第25話 並んで歩く二人
鍵をもらってから、しばらくして。
バッグの内ポケットに忍ばせたシルバーの鍵を、通勤電車の中で何度もそっと指先で確かめる癖がついてしまった。今日は合宿最終日。長かった缶詰め生活を終えて、蒼真くんが帰ってくる日だ。
先に部屋で待っていて、驚かせてみようか。そんな悪戯心が湧いて、私は仕事を早めに切り上げていた。合宿明けで疲れて帰ってきた蒼真くんが、部屋に誰かがいる温もりに驚いて、それから安心して笑ってくれたら――そんな場面を、寝る前に何度も思い描いていた。

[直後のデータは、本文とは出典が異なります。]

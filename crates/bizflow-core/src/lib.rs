//! Bizflow Core: shared abstractions for the reactive event core.
//!
//! This crate defines the event catalogue, the error type, and the traits
//! for the external collaborators (completion service, mutation sink) that
//! the bus, the propagation engine, and the agent orchestrator depend on.
//! It contains no infrastructure code.

pub mod catalogue;
pub mod clock;
pub mod completion;
pub mod error;
pub mod event;
pub mod history;
pub mod mutation;
pub mod panic;
pub mod payload;
pub mod sync;

pub use catalogue::{EventPayload, EventType};
pub use error::DomainError;
pub use event::{BusinessModule, Event, PublishOptions};
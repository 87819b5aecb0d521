//! Clock abstraction for event timestamps.

use chrono::{DateTime, Utc};

/// Source of "now" for event and result timestamps.
///
/// Timestamps are always assigned by the bus and the engines, never by the
/// publisher, so tests inject a fixed clock here.
pub trait Clock: Send + Sync {
    /// Returns the current time.
    fn now(&self) -> DateTime<Utc>;
}

/// Production clock backed by the system clock.
#[derive(Debug, Clone, Copy, Default)]
pub struct SystemClock;

impl Clock for SystemClock {
    fn now(&self) -> DateTime<Utc> {
        Utc::now()
    }
}
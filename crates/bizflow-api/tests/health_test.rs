//! Integration tests for the health check endpoint.

mod common;

use axum::http::StatusCode;

#[tokio::test]
async fn test_health_reports_core_wiring() {
    let app = common::build_test_app(&[], vec![]);

    let (status, json) = common::get_json(app, "/health").await;

    assert_eq!(status, StatusCode::OK);
    assert_eq!(json["status"], "ok");
    assert_eq!(json["version"], env!("CARGO_PKG_VERSION"));
    assert_eq!(json["subscriptions"], 2);
    assert_eq!(json["max_cascade_depth"], 16);
}

#[tokio::test]
async fn test_unknown_route_returns_404() {
    let app = common::build_test_app(&[], vec![]);

    let (status, _) = common::get_json(app, "/api/v1/nowhere").await;

    assert_eq!(status, StatusCode::NOT_FOUND);
}
//! Tracing subscriber and optional OTLP span export.

use opentelemetry::trace::TracerProvider as _;
use opentelemetry_otlp::{SpanExporter, WithExportConfig};
use opentelemetry_sdk::Resource;
use opentelemetry_sdk::trace::SdkTracerProvider;
use tracing::warn;
use tracing_subscriber::EnvFilter;
use tracing_subscriber::layer::SubscriberExt;
use tracing_subscriber::util::SubscriberInitExt;

use crate::error::AppError;

const SERVICE_NAME: &str = "bizflow-api";

/// Keeps the tracer provider alive; flushes pending spans on shutdown.
#[derive(Debug, Default)]
pub struct Telemetry {
    provider: Option<SdkTracerProvider>,
}

impl Telemetry {
    /// Flushes and stops span export, if enabled.
    pub fn shutdown(self) {
        if let Some(provider) = self.provider {
            if let Err(err) = provider.shutdown() {
                warn!(error = %err, "failed to shut down tracer provider");
            }
        }
    }
}

/// Installs JSON logging filtered by `RUST_LOG` (default `info`), plus an
/// OTLP span exporter when `otlp_endpoint` is set.
///
/// # Errors
///
/// Returns `AppError::Telemetry` if the exporter cannot be built or a global
/// subscriber is already installed.
pub fn init(otlp_endpoint: Option<&str>) -> Result<Telemetry, AppError> {
    let filter = EnvFilter::try_from_default_env().unwrap_or_else(|_| EnvFilter::new("info"));

    let provider = otlp_endpoint.map(tracer_provider).transpose()?;
    let otel_layer = provider.as_ref().map(|provider| {
        tracing_opentelemetry::layer().with_tracer(provider.tracer(SERVICE_NAME))
    });

    tracing_subscriber::registry()
        .with(filter)
        .with(tracing_subscriber::fmt::layer().json())
        .with(otel_layer)
        .try_init()
        .map_err(|e| AppError::Telemetry(e.to_string()))?;

    Ok(Telemetry { provider })
}

fn tracer_provider(endpoint: &str) -> Result<SdkTracerProvider, AppError> {
    let exporter = SpanExporter::builder()
        .with_tonic()
        .with_endpoint(endpoint)
        .build()
        .map_err(|e| AppError::Telemetry(format!("building OTLP exporter: {e}")))?;

    Ok(SdkTracerProvider::builder()
        .with_batch_exporter(exporter)
        .with_resource(Resource::builder().with_service_name(SERVICE_NAME).build())
        .build())
}
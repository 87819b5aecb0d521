//! Route modules, one per reactive core component.

pub mod agents;
pub mod events;
pub mod health;
pub mod propagation;

use serde::Deserialize;

/// Entries returned by list endpoints when no limit is given.
pub const DEFAULT_LIMIT: usize = 50;

/// `?limit=` query parameter.
#[derive(Debug, Default, Deserialize)]
pub struct LimitQuery {
    /// Maximum number of entries, newest first.
    pub limit: Option<usize>,
}

impl LimitQuery {
    /// The requested limit, or [`DEFAULT_LIMIT`].
    #[must_use]
    pub fn limit(&self) -> usize {
        self.limit.unwrap_or(DEFAULT_LIMIT)
    }
}

/// Request body for the enable/disable endpoints.
#[derive(Debug, Deserialize)]
pub struct SetEnabledRequest {
    /// New value of the enabled flag.
    pub enabled: bool,
}
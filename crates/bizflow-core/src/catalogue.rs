//! The closed event catalogue.
//!
//! Every event type is declared exactly once in the `event_catalogue!`
//! invocation below, together with its namespaced wire name, its business
//! module, and the payload record it carries. From that single table the
//! macro generates both the fieldless [`EventType`] used for subscriptions,
//! rule triggers and agent triggers, and the tagged [`EventPayload`] union
//! that publishers construct. Because the type of an event is derived from
//! its payload variant, an event whose type and payload disagree cannot be
//! built.

use std::fmt;
use std::str::FromStr;

use serde::{Deserialize, Serialize};

use crate::error::DomainError;
use crate::event::BusinessModule;
use crate::payload::{
    ClientPayload, ExpensePayload, InvoicePayload, LeadPayload, OpportunityPayload,
    PaymentPayload, ProductPayload, ProjectPayload, QuotePayload, StockMovementPayload,
    TaskPayload, TimeEntryPayload,
};

macro_rules! event_catalogue {
    ($(
        $(#[$doc:meta])*
        $variant:ident($payload:ty) => $name:literal, $module:ident;
    )+) => {
        /// Namespaced event type, one per catalogue entry.
        #[derive(Debug, Clone, Copy, PartialEq, Eq, Hash, PartialOrd, Ord, Serialize, Deserialize)]
        pub enum EventType {
            $(
                $(#[$doc])*
                #[serde(rename = $name)]
                $variant,
            )+
        }

        impl EventType {
            /// Every event type in catalogue order.
            pub const ALL: &'static [EventType] = &[$(EventType::$variant),+];

            /// Returns the namespaced wire name, e.g. `sales.quote.approved`.
            #[must_use]
            pub const fn as_str(self) -> &'static str {
                match self {
                    $(EventType::$variant => $name,)+
                }
            }

            /// Returns the business module this event type belongs to.
            #[must_use]
            pub const fn module(self) -> BusinessModule {
                match self {
                    $(EventType::$variant => BusinessModule::$module,)+
                }
            }
        }

        /// Typed event payload, tagged by event type.
        #[derive(Debug, Clone, PartialEq, Serialize, Deserialize)]
        #[serde(tag = "type", content = "data")]
        pub enum EventPayload {
            $(
                $(#[$doc])*
                #[serde(rename = $name)]
                $variant($payload),
            )+
        }

        impl EventPayload {
            /// Returns the event type this payload variant belongs to.
            #[must_use]
            pub const fn event_type(&self) -> EventType {
                match self {
                    $(EventPayload::$variant(_) => EventType::$variant,)+
                }
            }
        }
    };
}

event_catalogue! {
    /// A new sales lead was captured.
    LeadCreated(LeadPayload) => "sales.lead.created", Sales;
    /// A lead was qualified and converted.
    LeadConverted(LeadPayload) => "sales.lead.converted", Sales;
    /// A sales opportunity was opened.
    OpportunityCreated(OpportunityPayload) => "sales.opportunity.created", Sales;
    /// An opportunity closed as won.
    OpportunityWon(OpportunityPayload) => "sales.opportunity.won", Sales;
    /// An opportunity closed as lost.
    OpportunityLost(OpportunityPayload) => "sales.opportunity.lost", Sales;
    /// A quote was drafted.
    QuoteCreated(QuotePayload) => "sales.quote.created", Sales;
    /// A quote was sent to the client.
    QuoteSent(QuotePayload) => "sales.quote.sent", Sales;
    /// The client approved a quote.
    QuoteApproved(QuotePayload) => "sales.quote.approved", Sales;
    /// The client rejected a quote.
    QuoteRejected(QuotePayload) => "sales.quote.rejected", Sales;

    /// An invoice was issued.
    InvoiceCreated(InvoicePayload) => "finance.invoice.created", Finance;
    /// An invoice was sent to the client.
    InvoiceSent(InvoicePayload) => "finance.invoice.sent", Finance;
    /// An invoice was paid in full.
    InvoicePaid(InvoicePayload) => "finance.invoice.paid", Finance;
    /// An invoice passed its due date unpaid.
    InvoiceOverdue(InvoicePayload) => "finance.invoice.overdue", Finance;
    /// An expense was recorded.
    ExpenseCreated(ExpensePayload) => "finance.expense.created", Finance;
    /// An expense was approved.
    ExpenseApproved(ExpensePayload) => "finance.expense.approved", Finance;
    /// A payment was received.
    PaymentReceived(PaymentPayload) => "finance.payment.received", Finance;

    /// A product was added to the catalogue.
    ProductCreated(ProductPayload) => "inventory.product.created", Inventory;
    /// A product fell to or below its reorder level.
    ProductLowStock(ProductPayload) => "inventory.product.lowStock", Inventory;
    /// A product ran out of stock.
    ProductOutOfStock(ProductPayload) => "inventory.product.outOfStock", Inventory;
    /// Stock moved in or out of a warehouse.
    StockMoved(StockMovementPayload) => "inventory.stock.moved", Inventory;

    /// A project was created.
    ProjectCreated(ProjectPayload) => "projects.project.created", Projects;
    /// A project was completed.
    ProjectCompleted(ProjectPayload) => "projects.project.completed", Projects;
    /// A project slipped past its planned date.
    ProjectDelayed(ProjectPayload) => "projects.project.delayed", Projects;
    /// A task was created.
    TaskCreated(TaskPayload) => "projects.task.created", Projects;
    /// A task was completed.
    TaskCompleted(TaskPayload) => "projects.task.completed", Projects;
    /// A task passed its due date.
    TaskOverdue(TaskPayload) => "projects.task.overdue", Projects;

    /// A client record was created.
    ClientCreated(ClientPayload) => "clients.client.created", Clients;
    /// A client record was updated.
    ClientUpdated(ClientPayload) => "clients.client.updated", Clients;

    /// An employee logged time.
    TimeEntryLogged(TimeEntryPayload) => "hr.timeEntry.logged", Hr;
}

impl fmt::Display for EventType {
    fn fmt(&self, f: &mut fmt::Formatter<'_>) -> fmt::Result {
        f.write_str(self.as_str())
    }
}

impl FromStr for EventType {
    type Err = DomainError;

    fn from_str(s: &str) -> Result<Self, Self::Err> {
        Self::ALL
            .iter()
            .copied()
            .find(|event_type| event_type.as_str() == s)
            .ok_or_else(|| DomainError::Validation(format!("unknown event type: {s}")))
    }
}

甘いものが好きな彼のために、少し良いお店の焼き菓子にしようか。悩んでいる時間さえ楽しくて、社会人になってから久しく感じていなかった、誰かのために時間を使う幸福感に包まれていた。
◇
その日の夕方、鍵をもらって初めて、彼のマンションへと向かっていた。
合宿最終日の今日なら、夕方には帰ってくるはずだと聞いていた。彼より先に部屋に入って、静かに帰りを待つ。そんな時間を想像するだけで、頬が緩んでしまう。

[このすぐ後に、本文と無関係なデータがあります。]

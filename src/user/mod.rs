//! A Steam account: one community session and one Web API client sharing a cookie jar.

mod builder;

pub use builder::SteamUserBuilder;

use crate::api::SteamTradeOfferAPI;
use crate::community::SteamCommunity;
use crate::enums::{Language, SessionState};
use crate::error::Error;
use crate::response::{LoginResponse, TradeOffer};
use crate::types::TradeOfferId;
use std::collections::HashMap;
use std::sync::Arc;
use reqwest::cookie::Jar;

/// A Steam account. Cookies set while logging in are sent with every later request, including
/// Web API calls.
///
/// Each instance has its own cookie jar and client. Create one per account.
#[derive(Debug)]
pub struct SteamUser {
    /// The cookies shared by the community session and the API.
    pub(crate) cookies: Arc<Jar>,
    /// The community session.
    pub(crate) community: SteamCommunity,
    /// The Web API client.
    pub(crate) api: SteamTradeOfferAPI,
}

impl SteamUser {
    /// Creates a builder for a [`SteamUser`] using your account's API key from
    /// <https://steamcommunity.com/dev/apikey>.
    pub fn builder<T>(api_key: T) -> SteamUserBuilder
    where
        T: Into<String>,
    {
        SteamUserBuilder::new(api_key)
    }

    /// The community session.
    pub fn community(&self) -> &SteamCommunity {
        &self.community
    }

    /// The Web API client.
    pub fn api(&self) -> &SteamTradeOfferAPI {
        &self.api
    }

    /// The cookie jar shared by the community session and the API.
    pub fn cookie_jar(&self) -> Arc<Jar> {
        Arc::clone(&self.cookies)
    }

    /// The current authentication phase.
    pub fn session_state(&self) -> SessionState {
        self.community.session_state()
    }

    /// Whether the last login attempt completed.
    pub fn is_logged_in(&self) -> bool {
        self.community.is_logged_in()
    }

    /// The response to the last login attempt.
    pub fn login_response(&self) -> Option<&LoginResponse> {
        self.community.login_response()
    }

    /// The URL of the captcha image issued by the last login attempt.
    pub fn captcha_url(&self) -> Option<String> {
        self.community.captcha_url()
    }

    /// Logs in to Steam Community. See [`SteamCommunity::login`].
    pub async fn login(
        &mut self,
        username: &str,
        password: &str,
        steam_guard_code: Option<&str>,
        captcha_text: Option<&str>,
    ) -> Result<SessionState, Error> {
        self.community.login(username, password, steam_guard_code, captcha_text).await
    }

    /// Logs in without a captcha or Steam Guard code.
    pub async fn login_with_password(
        &mut self,
        username: &str,
        password: &str,
    ) -> Result<SessionState, Error> {
        self.community.login_with_password(username, password).await
    }

    /// Adds a cookie for the community site.
    pub fn add_cookie(
        &self,
        name: &str,
        value: &str,
        secure: bool,
    ) {
        self.community.add_cookie(name, value, secure);
    }

    /// Gets trade offers. See [`SteamTradeOfferAPI::get_trade_offers`].
    pub async fn get_trade_offers(
        &self,
        params: HashMap<String, String>,
    ) -> Result<Vec<TradeOffer>, Error> {
        self.api.get_trade_offers(params).await
    }

    /// Gets offers sent to us.
    pub async fn get_incoming_offers(&self) -> Result<Vec<TradeOffer>, Error> {
        self.api.get_incoming_offers().await
    }

    /// Gets offers we sent.
    pub async fn get_outgoing_offers(&self) -> Result<Vec<TradeOffer>, Error> {
        self.api.get_outgoing_offers().await
    }

    /// Gets a single trade offer with localized fields in `language`.
    pub async fn get_trade_offer(
        &self,
        tradeofferid: TradeOfferId,
        language: Language,
    ) -> Result<TradeOffer, Error> {
        self.api.get_trade_offer(tradeofferid, language).await
    }

    /// Cancels an offer we sent.
    pub async fn cancel_offer(
        &self,
        tradeofferid: TradeOfferId,
    ) -> Result<(), Error> {
        self.api.cancel_offer(tradeofferid).await
    }
}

マンションまであと少し、という交差点に差し掛かった時だった。
――え。
視界の先、横断歩道の向こう側。見慣れた長身のシルエットが、誰かと並んで歩いていた。
(……蒼真、くん?)
合宿から一人で帰ってくるはずなのに、なぜ。目を凝らすと、隣にいるのはツインテールの毛先をピンクに染めた小柄な女性――姫川ミアだった。
二人は肩を並べ、楽しそうに笑い合っている。ミアが蒼真くんの腕にポンと軽く触れ、それに対して彼が小さく苦笑いを返す、気安い距離感。
(幼馴染だから、当然だよね……たまたま帰り道で会っただけ、とか)
頭では分かっているのに、心臓の奥がすっと冷たくなっていく感覚があった。楽しみにしていたサプライズの気分が、音もなく萎んでいく。
信号が変わり、二人がこちらへ歩いてくる。声をかけるべきか、一瞬迷った。けれど、鍵をもらったことも、今この場所にいることも、なぜか上手く説明できる気がしなくて。私は咄嗟に近くの建物の陰へと身を隠した。
◇
すぐ側のベンチに腰掛けた二人の声が、断片的に聞こえてくる。予想外に、二人はそこにしばらく留まるつもりらしい。
「――だから、その件はまた今度ゆっくり話そうよ」
「……ミア、あんまり時間ないんだけど」
「いいじゃん、少しくらい。ソウマくんとこうやって話すの、久しぶりなんだから」
楽しげなミアの声と、いつも通り塩対応気味に返す蒼真くんの声。会話の内容までは聞き取れないけれど、二人にしか分からない古いエピソードで盛り上がっているらしく、ミアが時折声を上げて笑っている。
「昔から変わんないよね、ソウマくんって」
「……何が」
「困ってる私、放っておけないところ」
その一言に、指先が冷たくなった。
(放っておけない、って……)
積み重ねてきた時間の長さそのものが、そこに当たり前みたいに横たわっている。私の知らない蒼真くんの歴史が、ミアの言葉には当然のように詰まっていた。
十分近く、二人はそこで話し続けていた。私は建物の陰で、身動きが取れずにいた。
(……合宿、今日までのはずなのに)
ふと過った違和感を、私はすぐに頭の中で打ち消した。偶然に決まっている。解散後、たまたま駅で会っただけ。
けれど一度浮かんだ疑念は、簡単には消えてくれなかった。
◇
やがて二人が反対方向へと歩き出したのを確認してから、私はようやく詰めていた息を吐き出した。
マンションへ向かう足は、もう動かなかった。
とぼとぼと駅への道を引き返しながら、あの日大学のキャンパスで浴びた「親戚? 取材の人?」という視線と、今日見た光景が、勝手に重なり合っていく。
(私、また同じことしてる)
条件も、積み重ねた時間も、何一つ持っていない自分。会社では完璧に見えるくせに、プライベートではこんなにも脆くて、簡単に不安に呑まれてしまう。
スマホを取り出し、レイナとのトーク画面を開きかける。けれど、指が止まった。
(……ただの、幼馴染同士の立ち話だったかもしれないのに)
騒ぎ立てて、蒼真くんに心配をかけたくない。大会直前の彼に、こんな小さな不安をぶつけるのは違う気がする。だからといって、一人で抱え込んで爆発させてしまった、あの日の二の舞にもなりたくない。
バッグの中の鍵が、行き場をなくしたまま、ことりと小さな音を立てた。